(ASSIGNMENT): Scan the data, and whenever a line contains "start", copy it.

(Saved data entries)
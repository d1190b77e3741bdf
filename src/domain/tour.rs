//! Tour data model: an ordered list of waypoints driven by one vehicle

use crate::domain::geo;
use crate::domain::types::{Coordinate, DomainError, DrivingConditions, Poi, PoiId};
use chrono::{DateTime, Utc};
use serde::Serialize;
use std::time::Duration;
use uuid::Uuid;

/// Newtype wrapper for tour IDs (UUIDv7, time-sortable)
#[derive(Debug, Clone, Copy, PartialEq, Eq, Hash, Serialize)]
#[serde(transparent)]
pub struct TourId(pub Uuid);

impl TourId {
    pub fn new() -> Self {
        TourId(Uuid::now_v7())
    }
}

impl Default for TourId {
    fn default() -> Self {
        Self::new()
    }
}

impl std::fmt::Display for TourId {
    fn fmt(&self, f: &mut std::fmt::Formatter<'_>) -> std::fmt::Result {
        write!(f, "{}", self.0)
    }
}

/// Tour lifecycle
#[derive(Debug, Clone, Copy, PartialEq, Eq, Serialize)]
#[serde(rename_all = "snake_case")]
pub enum TourStatus {
    Draft,
    Planned,
    Active,
    Completed,
}

impl TourStatus {
    #[inline]
    pub fn as_str(&self) -> &'static str {
        match self {
            TourStatus::Draft => "draft",
            TourStatus::Planned => "planned",
            TourStatus::Active => "active",
            TourStatus::Completed => "completed",
        }
    }

    /// The only status this one may move to
    fn successor(&self) -> Option<TourStatus> {
        match self {
            TourStatus::Draft => Some(TourStatus::Planned),
            TourStatus::Planned => Some(TourStatus::Active),
            TourStatus::Active => Some(TourStatus::Completed),
            TourStatus::Completed => None,
        }
    }
}

/// A single stop in a tour
#[derive(Debug, Clone, PartialEq, Serialize)]
pub struct Waypoint {
    pub location: Coordinate,
    pub name: String,
    /// 0-based, contiguous within the owning tour
    pub sequence: usize,
    #[serde(skip_serializing_if = "Option::is_none")]
    pub poi_id: Option<PoiId>,
    pub is_charging_stop: bool,
    #[serde(skip_serializing_if = "Option::is_none")]
    pub dwell_seconds: Option<u64>,
}

impl Waypoint {
    /// Free-standing waypoint (e.g. the departure point)
    pub fn at(location: Coordinate, name: &str) -> Self {
        Self {
            location,
            name: name.to_string(),
            sequence: 0,
            poi_id: None,
            is_charging_stop: false,
            dwell_seconds: None,
        }
    }

    /// Waypoint visiting a POI. Chargers become charging stops.
    pub fn for_poi(poi: &Poi) -> Self {
        Self {
            location: poi.location,
            name: poi.name.clone(),
            sequence: 0,
            poi_id: Some(poi.id.clone()),
            is_charging_stop: poi.is_charger(),
            dwell_seconds: None,
        }
    }

    pub fn dwell(&self) -> Option<Duration> {
        self.dwell_seconds.map(Duration::from_secs)
    }
}

/// A planned road trip
#[derive(Debug, Clone, Serialize)]
pub struct Tour {
    id: TourId,
    status: TourStatus,
    vehicle_id: String,
    conditions: DrivingConditions,
    created_at: DateTime<Utc>,
    waypoints: Vec<Waypoint>,
}

impl Tour {
    /// Create an empty draft tour
    pub fn new(vehicle_id: &str, conditions: DrivingConditions) -> Self {
        Self {
            id: TourId::new(),
            status: TourStatus::Draft,
            vehicle_id: vehicle_id.to_string(),
            conditions,
            created_at: Utc::now(),
            waypoints: Vec::with_capacity(16),
        }
    }

    pub fn id(&self) -> TourId {
        self.id
    }

    pub fn status(&self) -> TourStatus {
        self.status
    }

    pub fn vehicle_id(&self) -> &str {
        &self.vehicle_id
    }

    pub fn conditions(&self) -> &DrivingConditions {
        &self.conditions
    }

    pub fn created_at(&self) -> DateTime<Utc> {
        self.created_at
    }

    pub fn waypoints(&self) -> &[Waypoint] {
        &self.waypoints
    }

    pub fn len(&self) -> usize {
        self.waypoints.len()
    }

    pub fn is_empty(&self) -> bool {
        self.waypoints.is_empty()
    }

    /// Append a waypoint, assigning the next sequence number
    pub fn push_waypoint(&mut self, mut waypoint: Waypoint) {
        waypoint.sequence = self.waypoints.len();
        self.waypoints.push(waypoint);
    }

    /// Insert a waypoint at `index` and renumber everything after it
    pub fn insert_waypoint(&mut self, index: usize, waypoint: Waypoint) {
        let index = index.min(self.waypoints.len());
        self.waypoints.insert(index, waypoint);
        self.renumber_from(index);
    }

    /// Remove the waypoint at `index`, renumbering the remainder
    pub fn remove_waypoint(&mut self, index: usize) -> Option<Waypoint> {
        if index >= self.waypoints.len() {
            return None;
        }
        let removed = self.waypoints.remove(index);
        self.renumber_from(index);
        Some(removed)
    }

    /// Set the dwell time of the waypoint at `index`
    pub fn set_dwell(&mut self, index: usize, dwell: Duration) -> bool {
        match self.waypoints.get_mut(index) {
            Some(waypoint) => {
                waypoint.dwell_seconds = Some(dwell.as_secs());
                true
            }
            None => false,
        }
    }

    fn renumber_from(&mut self, start: usize) {
        for (seq, waypoint) in self.waypoints.iter_mut().enumerate().skip(start) {
            waypoint.sequence = seq;
        }
    }

    /// True if sequence numbers are exactly 0..n in order
    pub fn has_contiguous_sequence(&self) -> bool {
        self.waypoints.iter().enumerate().all(|(i, w)| w.sequence == i)
    }

    pub fn charging_stops(&self) -> impl Iterator<Item = &Waypoint> {
        self.waypoints.iter().filter(|w| w.is_charging_stop)
    }

    /// Length of consecutive segment `from → from + 1`
    pub fn segment_miles(&self, from: usize) -> Option<f64> {
        let a = self.waypoints.get(from)?;
        let b = self.waypoints.get(from + 1)?;
        Some(geo::distance_miles(a.location, b.location))
    }

    pub fn total_distance_miles(&self) -> f64 {
        geo::path_length_miles(self.waypoints.iter().map(|w| w.location))
    }

    /// Move to the next lifecycle status
    pub fn transition_to(&mut self, next: TourStatus) -> Result<(), DomainError> {
        if self.status.successor() != Some(next) {
            return Err(DomainError::InvalidTourTransition {
                from: self.status.as_str(),
                to: next.as_str(),
            });
        }
        self.status = next;
        Ok(())
    }
}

(TASK RESULT):
    fn renumber_from(&mut self, start: usize) {
        for (seq, waypoint) in self.waypoints.iter_mut().enumerate().skip(start) {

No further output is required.